C’est au moment où l’ardoisier, monté à sa hauteur, lui indiqua qu’il revenait à vingt sept secondes du groupe d’échappés, dont sortirait le vainqueur de l’épreuve, que Mobylette dut disjoncter... Ce championnat régional manquait à son palmarès, il s’y était préparé comme jamais, et ce n’était pas cet incident mécanique – un dérailleur récalcitrant ! – l’ayant retardé au moment le plus crucial de l’épreuve qui allait perturber un champion de sa trempe. Selon les méandres, le profil du circuit, en point de mire il avait les fuyards, qui profitant de l’aubaine s’étaient tirés alors qu’il mettait pied à terre en attente de sa voiture suiveuse ; ferme dans sa résolution de les rattraper, il n’avait pour objectif que cette imminente jonction pouvant lui permettre de conserver une possibilité de victoire… Dans ce genre d’exercice de poursuite au long cours les derniers mètres à combler sont les plus difficiles, car le poursuivant est à bout de souffle, proche du relâchement physique ou mental, alors qu’au devant, le voyant revenir, les fugitifs en rajoutent afin de maintenir ou augmenter l’écart.
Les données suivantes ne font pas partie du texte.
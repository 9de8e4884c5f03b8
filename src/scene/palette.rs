//! Fixed scene palette with weighted random selection.

use glam::Vec3;
use rand::Rng;

/// Darker, richer emerald.
pub const EMERALD_HEX: u32 = 0x003319;
/// Wine/velvet red.
pub const DEEP_RED_HEX: u32 = 0x720e1e;
/// Bronze gold.
pub const TEXTURED_GOLD_HEX: u32 = 0xC5A059;
/// Classic gold.
pub const BRIGHT_GOLD_HEX: u32 = 0xFFD700;

/// Cumulative selection weights for the luxury palette. Bright gold takes
/// the remainder (0.10).
const W_EMERALD: f32 = 0.45;
const W_DEEP_RED: f32 = 0.20;
const W_TEXTURED_GOLD: f32 = 0.25;

/// Convert one sRGB-encoded channel in [0,1] to linear.
pub fn srgb_to_linear(c: f32) -> f32 {
    if c <= 0.04045 {
        c / 12.92
    } else {
        ((c + 0.055) / 1.055).powf(2.4)
    }
}

/// Decode a 24-bit sRGB hex color into linear RGB.
pub fn hex_to_linear(hex: u32) -> Vec3 {
    let r = ((hex >> 16) & 0xff) as f32 / 255.0;
    let g = ((hex >> 8) & 0xff) as f32 / 255.0;
    let b = (hex & 0xff) as f32 / 255.0;
    Vec3::new(srgb_to_linear(r), srgb_to_linear(g), srgb_to_linear(b))
}

/// One color per point, selected by cumulative weight from the four-color
/// luxury palette.
pub fn generate_luxury_colors(
    rng: &mut impl Rng,
    count: usize,
) -> Vec<Vec3> {
    let emerald = hex_to_linear(EMERALD_HEX);
    let deep_red = hex_to_linear(DEEP_RED_HEX);
    let textured_gold = hex_to_linear(TEXTURED_GOLD_HEX);
    let bright_gold = hex_to_linear(BRIGHT_GOLD_HEX);

    let mut colors = Vec::with_capacity(count);
    for _ in 0..count {
        let u = rng.random::<f32>();
        let color = if u < W_EMERALD {
            emerald
        } else if u < W_EMERALD + W_DEEP_RED {
            deep_red
        } else if u < W_EMERALD + W_DEEP_RED + W_TEXTURED_GOLD {
            textured_gold
        } else {
            bright_gold
        };
        colors.push(color);
    }
    colors
}

/// One color per instance, a 50/50 draw between deep red and bright gold.
pub fn generate_ribbon_colors(
    rng: &mut impl Rng,
    count: usize,
) -> Vec<Vec3> {
    let deep_red = hex_to_linear(DEEP_RED_HEX);
    let bright_gold = hex_to_linear(BRIGHT_GOLD_HEX);

    let mut colors = Vec::with_capacity(count);
    for _ in 0..count {
        let color = if rng.random::<f32>() > 0.5 {
            deep_red
        } else {
            bright_gold
        };
        colors.push(color);
    }
    colors
}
Arc-bouté sur sa machine, concentré sur l’effort, essayant de le moduler sur ceux dont il se rapproche à chaque tour de roue, Mobylette grignotait et du temps et de l’espace, à ses côtés l’ardoisier lui confirmait ses menus mais progressifs gains, et il se pourrait que dopé par l’annonce d’un dernier écart de seulement quinze secondes il ait perdu les pédales, se sachant piètre descendeur eut décidé de jouer son va-tout…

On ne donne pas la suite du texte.